Computer Vision 101: what is computer vision, and how to implement CV with edge devices?

Computer vision is what enables computers and systems to derive meaningful information from digital images, videos, and other visual inputs. You can think of AI as the brain of computers and computer vision being the eyes of computers. It would take action or make recommendations based on the information received, and it has been rapidly developing and even surpassing humans in solving visual tasks. It is currently vital in many industries, such as medical diagnosis, autonomous driving, video monitoring, etc. 

But what exactly is computer vision? 

Let’s walk you through the following concepts in this article:

  1. Definition of computer vision
  2. How does computer vision work
  3. Computer vision tasks, hello world of CV
  4. Popular Computer Vision frameworks, libraries, and dev platform
  5. Computer vision applications and tools
  6. Implement CV at the edge

Hopefully, by the end of this article, you will understand what computer vision is and even try your hand at some projects yourself!

How does Computer Vision Work?

Computer vision requires a lot of data to function effectively, it analyses data repeatedly until it is able to discern distinctions and recognize images. The algorithmic models will allow the machine to learn by itself rather than manually having someone program it to recognize an image. 

The picture below is a simple illustration of the greyscale image buffer of Abraham Lincoln. Each pixel is represented by a single-8bit number, ranging from 0 (black) to 255 (white). On the right is what the software would read when u input an image.

Source: DataRobot

MNIST handwritten digit classification: “Hello World” of Computer Vision

The MNIST data set comes from the National Institute of Standards and Technology in the United States and is a reduced version of NIST (National Institute of Standards and Technology). The training set consists of handwritten numbers from 250 different people, 50% of which are high school students. 50% were from the Census Bureau staff, and the test set was the same proportion of handwritten digit data.

The MNIST handwritten digits dataset has a training set of 60,000 examples and a test set of 10,000 examples. It is a subset of the larger set provided by NIST. Figures have been size normalized and centered in a fixed-size image. The original creator of the MNIST kept a list of some of the methods tested on it.
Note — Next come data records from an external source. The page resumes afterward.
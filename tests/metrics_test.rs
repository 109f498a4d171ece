//! Metrics emitted by the refresh and read paths.
//!
//! Uses `metrics_util::debugging::DebuggingRecorder` to capture and assert
//! on emitted metrics without needing a real exporter.

mod common;

use std::future::Future;
use std::sync::Arc;
use std::time::Duration;

use metrics_util::MetricKind;
use metrics_util::debugging::{DebugValue, DebuggingRecorder, Snapshotter};

use common::{MockInventory, kit};
use stockroom::upstream::RetryConfig;
use stockroom::{Catalog, MemoryStore, RefreshConfig, Stockroom, telemetry};

type SnapshotVec = Vec<(
    metrics_util::CompositeKey,
    Option<metrics::Unit>,
    Option<metrics::SharedString>,
    DebugValue,
)>;

// ============================================================================
// Helpers
// ============================================================================

/// Sum all counter values matching a name and, optionally, one label.
fn counter_total(snapshot: &SnapshotVec, name: &str, label: Option<(&str, &str)>) -> u64 {
    snapshot
        .iter()
        .filter(|(key, _, _, _)| key.kind() == MetricKind::Counter && key.key().name() == name)
        .filter(|(key, _, _, _)| {
            label.map_or(true, |(k, v)| {
                key.key()
                    .labels()
                    .any(|l| l.key() == k && l.value() == v)
            })
        })
        .map(|(_, _, _, value)| match value {
            DebugValue::Counter(v) => *v,
            _ => 0,
        })
        .sum()
}

fn has_histogram(snapshot: &SnapshotVec, name: &str) -> bool {
    snapshot
        .iter()
        .any(|(key, _, _, _)| key.kind() == MetricKind::Histogram && key.key().name() == name)
}

/// Drive `fut` to completion with `recorder` installed on this thread.
///
/// `block_in_place` keeps the sync `with_local_recorder` closure on the
/// current thread while `block_on` drives the inner async work.
fn recorded<F: Future>(recorder: &DebuggingRecorder, fut: F) -> F::Output {
    metrics::with_local_recorder(recorder, || {
        tokio::task::block_in_place(|| tokio::runtime::Handle::current().block_on(fut))
    })
}

fn snapshot(snapshotter: &Snapshotter) -> SnapshotVec {
    snapshotter.snapshot().into_vec()
}

fn build(inventory: &Arc<MockInventory>) -> Catalog {
    Stockroom::builder()
        .source(inventory.clone())
        .store(Arc::new(MemoryStore::new()))
        .refresh(
            RefreshConfig::new()
                .batch_pause(Duration::from_millis(1))
                .retry(RetryConfig::new().initial_delay(Duration::from_millis(1))),
        )
        .build()
        .unwrap()
}

// ============================================================================
// Tests
// ============================================================================

#[tokio::test(flavor = "multi_thread", worker_threads = 1)]
async fn successful_refresh_records_outcome_and_duration() {
    let inventory = Arc::new(MockInventory::new().with_item(kit("1", "Cabernet Kit", "Wine")));
    let catalog = build(&inventory);
    let recorder = DebuggingRecorder::new();
    let snapshotter = recorder.snapshotter();

    let result = recorded(&recorder, catalog.orchestrator().refresh());
    assert!(result.is_ok());

    let snapshot = snapshot(&snapshotter);
    assert_eq!(
        counter_total(&snapshot, telemetry::REFRESHES_TOTAL, Some(("status", "ok"))),
        1
    );
    assert_eq!(
        counter_total(&snapshot, telemetry::REFRESHES_TOTAL, Some(("status", "error"))),
        0
    );
    assert!(has_histogram(&snapshot, telemetry::REFRESH_DURATION_SECONDS));
}

#[tokio::test(flavor = "multi_thread", worker_threads = 1)]
async fn failed_refresh_records_error() {
    let inventory = Arc::new(MockInventory::new());
    inventory.set_listing_fails(true);
    let catalog = build(&inventory);
    let recorder = DebuggingRecorder::new();
    let snapshotter = recorder.snapshotter();

    let result = recorded(&recorder, catalog.orchestrator().refresh());
    assert!(result.is_err());

    let snapshot = snapshot(&snapshotter);
    assert_eq!(
        counter_total(&snapshot, telemetry::REFRESHES_TOTAL, Some(("status", "error"))),
        1
    );
}

#[tokio::test(flavor = "multi_thread", worker_threads = 1)]
async fn held_lock_records_skip_reason() {
    let inventory = Arc::new(MockInventory::new().with_item(kit("1", "Cabernet Kit", "Wine")));
    let store = Arc::new(MemoryStore::new());
    let catalog = Stockroom::builder()
        .source(inventory.clone())
        .store(store.clone())
        .build()
        .unwrap();
    let lock = stockroom::CacheKeys::default().lock("products:refresh");
    stockroom::CacheStore::acquire_lock(store.as_ref(), &lock, Duration::from_secs(60)).await;

    let recorder = DebuggingRecorder::new();
    let snapshotter = recorder.snapshotter();
    recorded(&recorder, catalog.orchestrator().refresh()).unwrap();

    let snapshot = snapshot(&snapshotter);
    assert_eq!(
        counter_total(
            &snapshot,
            telemetry::REFRESHES_SKIPPED_TOTAL,
            Some(("reason", "lock_held"))
        ),
        1
    );
    assert_eq!(counter_total(&snapshot, telemetry::REFRESHES_TOTAL, None), 0);
}

#[tokio::test(flavor = "multi_thread", worker_threads = 1)]
async fn reads_are_counted_by_source() {
    let inventory = Arc::new(MockInventory::new().with_item(kit("1", "Cabernet Kit", "Wine")));
    let catalog = build(&inventory);
    let recorder = DebuggingRecorder::new();
    let snapshotter = recorder.snapshotter();

    recorded(&recorder, async {
        catalog.get_catalog().await.unwrap();
        catalog.get_catalog().await.unwrap();
    });

    let snapshot = snapshot(&snapshotter);
    assert_eq!(
        counter_total(&snapshot, telemetry::READS_TOTAL, Some(("source", "zoho"))),
        1
    );
    assert_eq!(
        counter_total(&snapshot, telemetry::READS_TOTAL, Some(("source", "cache"))),
        1
    );
    assert_eq!(
        counter_total(&snapshot, telemetry::READS_TOTAL, Some(("view", "products"))),
        2
    );
}

#[tokio::test(flavor = "multi_thread", worker_threads = 1)]
async fn retries_and_degraded_records_are_counted() {
    let inventory = Arc::new(
        MockInventory::new()
            .with_item(kit("1", "Cabernet Kit", "Wine"))
            .with_item(kit("2", "Stout Kit", "Beer"))
            .rate_limited("1", 1)
            .failing_detail("2"),
    );
    let catalog = build(&inventory);
    let recorder = DebuggingRecorder::new();
    let snapshotter = recorder.snapshotter();

    recorded(&recorder, catalog.orchestrator().refresh()).unwrap();

    let snapshot = snapshot(&snapshotter);
    assert_eq!(counter_total(&snapshot, telemetry::DETAIL_RETRIES_TOTAL, None), 1);
    assert_eq!(
        counter_total(&snapshot, telemetry::ENRICHMENT_DEGRADED_TOTAL, None),
        1
    );
}

#[tokio::test]
async fn no_recorder_is_a_noop() {
    let inventory = Arc::new(MockInventory::new().with_item(kit("1", "Cabernet Kit", "Wine")));
    let catalog = build(&inventory);

    assert!(catalog.orchestrator().refresh().await.is_ok());
    assert!(catalog.get_catalog().await.is_ok());
}
//! Advisory image change detection.

use std::collections::BTreeMap;

use serde::{Deserialize, Serialize};

use super::item::CatalogItem;

/// Item id → provider image name.
///
/// Persisted next to the catalog so the next refresh can tell which product
/// images changed upstream. Not authoritative: losing it only means the next
/// diff reports every image as new.
#[derive(Debug, Clone, Default, PartialEq, Eq, Serialize, Deserialize)]
#[serde(transparent)]
pub struct ImageFingerprintMap(BTreeMap<String, String>);

/// Result of comparing two fingerprint maps.
#[derive(Debug, Clone, Default, PartialEq, Eq)]
pub struct FingerprintDiff {
    /// Items that have an image now but had none before.
    pub added: Vec<String>,
    /// Items whose image name changed.
    pub changed: Vec<String>,
}

impl FingerprintDiff {
    pub fn is_empty(&self) -> bool {
        self.added.is_empty() && self.changed.is_empty()
    }
}

impl ImageFingerprintMap {
    /// Build from items; items without an image are skipped.
    pub fn from_items(items: &[CatalogItem]) -> Self {
        Self(
            items
                .iter()
                .filter(|item| !item.image_name.is_empty())
                .map(|item| (item.item_id.clone(), item.image_name.clone()))
                .collect(),
        )
    }

    /// Compare against the previous generation's map.
    pub fn diff(&self, previous: &ImageFingerprintMap) -> FingerprintDiff {
        let mut diff = FingerprintDiff::default();
        for (id, image) in &self.0 {
            match previous.0.get(id) {
                None => diff.added.push(id.clone()),
                Some(old) if old != image => diff.changed.push(id.clone()),
                Some(_) => {}
            }
        }
        diff
    }

    pub fn get(&self, item_id: &str) -> Option<&str> {
        self.0.get(item_id).map(String::as_str)
    }

    pub fn len(&self) -> usize {
        self.0.len()
    }

    pub fn is_empty(&self) -> bool {
        self.0.is_empty()
    }
}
In their original paper, they used support-vector machines(SVM) to get an error rate of 0.8%.

Computer Vision Tasks

Image Classification

Image classification is a basic computer vision task where once the program detects an image, it is able to accurately predict the given image and classify it accordingly to its certain class (cat, orange, a human face). 

Image Localization

Image localization is a basic computer vision task that finds the object and draws a bounding box around it. The following image shows the difference between classification and localization.

Source: Medium

Object Detection

Object detection classifies and detects all objects in the image. However, it assigns a class to each individual object and draws a bounding box around it. It is different from classification and localization, as seen in the image below. 

Semantic Segmentation

Semantic segmentation is the next level to object detection. However, instead of drawing a bounding box around the object, it identifies the specific pixels in the image and segments them. Different classes would be assigned different colors, for example, grass = green and sheep = brown. It is commonly used for autonomous driving.

Instance Segmentation 

Instance segmentation is a level-up version of semantic segmentation. Instead of assigning the same pixel values to all the objects in the same class, it segments and shows different instances of the same class. If there is more than one of the same object detected in the image, it would be labeled accordingly, as seen below, Sheep 1, Sheep 2, and Sheep 3. It is commonly used for crowd count.

Pose Estimation 

Pose estimation is a way of estimating the position and orientation of the joints of a human body. It predicts and tracks the movement of the object by finding the location of key points. Based on this information, it would be able to compare various movements and postures and draw insights. It is commonly used in AR/VR gaming and sports.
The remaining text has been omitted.